**** Source material

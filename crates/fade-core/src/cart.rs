//! # Checkout Cart
//!
//! Product lines sold alongside a service at checkout.
//!
//! ## Cart Operations
//! ```text
//! ┌─────────────────────────────────────────────────────────────────────────┐
//! │  Operation              Stock check            On failure               │
//! │  ─────────              ───────────            ──────────               │
//! │  add(product, n)        merged qty ≤ stock     InsufficientStock        │
//! │  set_quantity(id, n)    n ≤ stock (n ≥ 1)      line left unchanged      │
//! │  remove(id)             none                   never fails              │
//! │  clear()                none                   never fails              │
//! └─────────────────────────────────────────────────────────────────────────┘
//! ```
//!
//! A cart lives only for one checkout session and is never persisted. Price,
//! name, commission rate and stock are frozen when a line is added; the
//! settlement pipeline re-reads stock before writing.

use serde::{Deserialize, Serialize};
use ts_rs::TS;

use crate::error::{CoreError, CoreResult};
use crate::money::{Money, Percentage};
use crate::types::Product;
use crate::validation::{validate_cart_size, validate_quantity};
use crate::MAX_ITEM_QUANTITY;

/// A product line in the cart.
#[derive(Debug, Clone, PartialEq, Eq, Serialize, Deserialize, TS)]
#[ts(export)]
pub struct CartItem {
    pub product_id: String,
    /// Product name when added (frozen).
    pub name: String,
    pub quantity: i64,
    /// Sale price when added (frozen).
    pub unit_price_cents: i64,
    /// Commission rate of the acting barber (frozen).
    pub commission_bps: u32,
    /// Stock on hand when added; upper bound for `quantity`.
    pub available_stock: i64,
}

impl CartItem {
    #[inline]
    pub fn unit_price(&self) -> Money {
        Money::from_cents(self.unit_price_cents)
    }

    #[inline]
    pub fn commission_rate(&self) -> Percentage {
        Percentage::from_bps(self.commission_bps)
    }

    /// Unit price × quantity.
    #[inline]
    pub fn line_total(&self) -> Money {
        self.unit_price().multiply_quantity(self.quantity)
    }

    /// Commission owed on this line.
    #[inline]
    pub fn commission(&self) -> Money {
        self.line_total().percentage_of(self.commission_rate())
    }
}

/// The checkout cart.
///
/// ## Invariants
/// - Lines are unique by `product_id`
/// - `1 ≤ quantity ≤ available_stock` on every line
/// - At most MAX_CART_ITEMS lines, MAX_ITEM_QUANTITY per line
#[derive(Debug, Clone, Default, PartialEq, Eq, Serialize, Deserialize, TS)]
#[ts(export)]
pub struct Cart {
    pub items: Vec<CartItem>,
}

impl Cart {
    pub fn new() -> Self {
        Cart::default()
    }

    /// Adds `quantity` of `product`, merging with an existing line.
    ///
    /// ## Errors
    /// - `InsufficientStock` if the merged quantity exceeds `product.quantity`
    /// - `QuantityTooLarge` / `CartTooLarge` past the cart bounds
    pub fn add(&mut self, product: &Product, quantity: i64, commission: Percentage) -> CoreResult<()> {
        validate_quantity(quantity)?;

        let already = self
            .find(&product.id)
            .map(|item| item.quantity)
            .unwrap_or(0);
        let requested = already + quantity;

        if requested > MAX_ITEM_QUANTITY {
            return Err(CoreError::QuantityTooLarge {
                requested,
                max: MAX_ITEM_QUANTITY,
            });
        }

        if !product.can_sell(requested) {
            return Err(CoreError::InsufficientStock {
                product: product.name.clone(),
                available: product.quantity,
                requested,
            });
        }

        if let Some(item) = self.items.iter_mut().find(|i| i.product_id == product.id) {
            item.quantity = requested;
            item.available_stock = product.quantity;
            return Ok(());
        }

        validate_cart_size(self.items.len()).map_err(|_| CoreError::CartTooLarge {
            max: crate::MAX_CART_ITEMS,
        })?;

        self.items.push(CartItem {
            product_id: product.id.clone(),
            name: product.name.clone(),
            quantity,
            unit_price_cents: product.sale_price_cents,
            commission_bps: commission.bps(),
            available_stock: product.quantity,
        });
        Ok(())
    }

    /// Sets a line's quantity.
    ///
    /// Values below 1 are clamped to 1. A value above the line's stock is
    /// rejected with `InsufficientStock { available: <max stock> }` and the
    /// line keeps its previous quantity.
    pub fn set_quantity(&mut self, product_id: &str, quantity: i64) -> CoreResult<()> {
        let item = self
            .items
            .iter_mut()
            .find(|i| i.product_id == product_id)
            .ok_or_else(|| CoreError::ProductNotInCart(product_id.to_string()))?;

        let quantity = quantity.max(1);

        if quantity > item.available_stock {
            return Err(CoreError::InsufficientStock {
                product: item.name.clone(),
                available: item.available_stock,
                requested: quantity,
            });
        }

        if quantity > MAX_ITEM_QUANTITY {
            return Err(CoreError::QuantityTooLarge {
                requested: quantity,
                max: MAX_ITEM_QUANTITY,
            });
        }

        item.quantity = quantity;
        Ok(())
    }

    /// Removes a line. Returns whether it was present.
    pub fn remove(&mut self, product_id: &str) -> bool {
        let before = self.items.len();
        self.items.retain(|i| i.product_id != product_id);
        self.items.len() != before
    }

    pub fn clear(&mut self) {
        self.items.clear();
    }

    pub fn find(&self, product_id: &str) -> Option<&CartItem> {
        self.items.iter().find(|i| i.product_id == product_id)
    }

    #[inline]
    pub fn is_empty(&self) -> bool {
        self.items.is_empty()
    }

    #[inline]
    pub fn item_count(&self) -> usize {
        self.items.len()
    }

    pub fn total_quantity(&self) -> i64 {
        self.items.iter().map(|i| i.quantity).sum()
    }

    /// Σ line totals.
    pub fn products_total(&self) -> Money {
        self.items.iter().map(CartItem::line_total).sum()
    }

    /// Σ line commissions.
    pub fn products_commission(&self) -> Money {
        self.items.iter().map(CartItem::commission).sum()
    }
}

// =============================================================================
// Unit Tests
// =============================================================================

#[cfg(test)]
mod tests {
    use super::*;
    use chrono::Utc;

    fn pomade(stock: i64) -> Product {
        Product {
            id: "p-pomade".to_string(),
            organization_id: "org".to_string(),
            name: "Matte Pomade".to_string(),
            sale_price_cents: 2000,
            cost_price_cents: Some(900),
            quantity: stock,
            min_quantity: 1,
            is_active: true,
            created_at: Utc::now(),
            updated_at: Utc::now(),
        }
    }

    fn ten_percent() -> Percentage {
        Percentage::from_whole_percent(10)
    }

    #[test]
    fn test_add_merges_lines() {
        let mut cart = Cart::new();
        cart.add(&pomade(5), 1, ten_percent()).unwrap();
        cart.add(&pomade(5), 2, ten_percent()).unwrap();

        assert_eq!(cart.item_count(), 1);
        assert_eq!(cart.total_quantity(), 3);
        assert_eq!(cart.products_total(), Money::from_cents(6000));
    }

    #[test]
    fn test_add_beyond_stock_fails() {
        let mut cart = Cart::new();
        cart.add(&pomade(3), 2, ten_percent()).unwrap();

        let err = cart.add(&pomade(3), 2, ten_percent()).unwrap_err();
        match err {
            CoreError::InsufficientStock {
                available,
                requested,
                ..
            } => {
                assert_eq!(available, 3);
                assert_eq!(requested, 4);
            }
            other => panic!("unexpected error: {other:?}"),
        }
        assert_eq!(cart.find("p-pomade").unwrap().quantity, 2);
    }

    #[test]
    fn test_add_rejects_non_positive_quantity() {
        let mut cart = Cart::new();
        assert!(matches!(
            cart.add(&pomade(3), 0, ten_percent()),
            Err(CoreError::Validation(_))
        ));
        assert!(cart.is_empty());
    }

    #[test]
    fn test_set_quantity_over_stock_is_rejected() {
        let mut cart = Cart::new();
        cart.add(&pomade(3), 1, ten_percent()).unwrap();

        let err = cart.set_quantity("p-pomade", 5).unwrap_err();
        assert!(matches!(
            err,
            CoreError::InsufficientStock { available: 3, requested: 5, .. }
        ));
        assert_eq!(cart.find("p-pomade").unwrap().quantity, 1);
    }

    #[test]
    fn test_set_quantity_clamps_to_one() {
        let mut cart = Cart::new();
        cart.add(&pomade(3), 2, ten_percent()).unwrap();

        cart.set_quantity("p-pomade", 0).unwrap();
        assert_eq!(cart.find("p-pomade").unwrap().quantity, 1);
        cart.set_quantity("p-pomade", -4).unwrap();
        assert_eq!(cart.find("p-pomade").unwrap().quantity, 1);
        cart.set_quantity("p-pomade", 3).unwrap();
        assert_eq!(cart.find("p-pomade").unwrap().quantity, 3);
    }

    #[test]
    fn test_set_quantity_unknown_product() {
        let mut cart = Cart::new();
        assert!(matches!(
            cart.set_quantity("nope", 1),
            Err(CoreError::ProductNotInCart(_))
        ));
    }

    #[test]
    fn test_remove_and_clear_never_fail() {
        let mut cart = Cart::new();
        cart.add(&pomade(3), 1, ten_percent()).unwrap();

        assert!(!cart.remove("nope"));
        assert!(cart.remove("p-pomade"));
        assert!(cart.is_empty());

        cart.add(&pomade(3), 1, ten_percent()).unwrap();
        cart.clear();
        cart.clear();
        assert!(cart.is_empty());
    }

    #[test]
    fn test_line_commission() {
        let mut cart = Cart::new();
        let mut product = pomade(10);
        product.sale_price_cents = 1500;
        cart.add(&product, 2, ten_percent()).unwrap();

        assert_eq!(cart.products_total(), Money::from_cents(3000));
        assert_eq!(cart.products_commission(), Money::from_cents(300));
    }
}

********

• _Task item_: Go through the listing above and write out exactly the lines starting with the one holding "stock before writing." and running through the one holding "validate_quantity(quantity)?;", ends included, and no others.

• _Response area_:
//! settlement pipeline re-reads stock before writing.

use serde::{Deserialize, Serialize};
use ts_rs::TS;

use crate::error::{CoreError, CoreResult};
use crate::money::{Money, Percentage};
use crate::types::Product;
use crate::validation::{validate_cart_size, validate_quantity};
use crate::MAX_ITEM_QUANTITY;

/// A product line in the cart.
#[derive(Debug, Clone, PartialEq, Eq, Serialize, Deserialize, TS)]
#[ts(export)]
pub struct CartItem {
    pub product_id: String,
    /// Product name when added (frozen).
    pub name: String,
    pub quantity: i64,
    /// Sale price when added (frozen).
    pub unit_price_cents: i64,
    /// Commission rate of the acting barber (frozen).
    pub commission_bps: u32,
    /// Stock on hand when added; upper bound for `quantity`.
    pub available_stock: i64,
}

impl CartItem {
    #[inline]
    pub fn unit_price(&self) -> Money {
        Money::from_cents(self.unit_price_cents)
    }

    #[inline]
    pub fn commission_rate(&self) -> Percentage {
        Percentage::from_bps(self.commission_bps)
    }

    /// Unit price × quantity.
    #[inline]
    pub fn line_total(&self) -> Money {
        self.unit_price().multiply_quantity(self.quantity)
    }

    /// Commission owed on this line.
    #[inline]
    pub fn commission(&self) -> Money {
        self.line_total().percentage_of(self.commission_rate())
    }
}

/// The checkout cart.
///
/// ## Invariants
/// - Lines are unique by `product_id`
/// - `1 ≤ quantity ≤ available_stock` on every line
/// - At most MAX_CART_ITEMS lines, MAX_ITEM_QUANTITY per line
#[derive(Debug, Clone, Default, PartialEq, Eq, Serialize, Deserialize, TS)]
#[ts(export)]
pub struct Cart {
    pub items: Vec<CartItem>,
}

impl Cart {
    pub fn new() -> Self {
        Cart::default()
    }

    /// Adds `quantity` of `product`, merging with an existing line.
    ///
    /// ## Errors
    /// - `InsufficientStock` if the merged quantity exceeds `product.quantity`
    /// - `QuantityTooLarge` / `CartTooLarge` past the cart bounds
    pub fn add(&mut self, product: &Product, quantity: i64, commission: Percentage) -> CoreResult<()> {
        validate_quantity(quantity)?;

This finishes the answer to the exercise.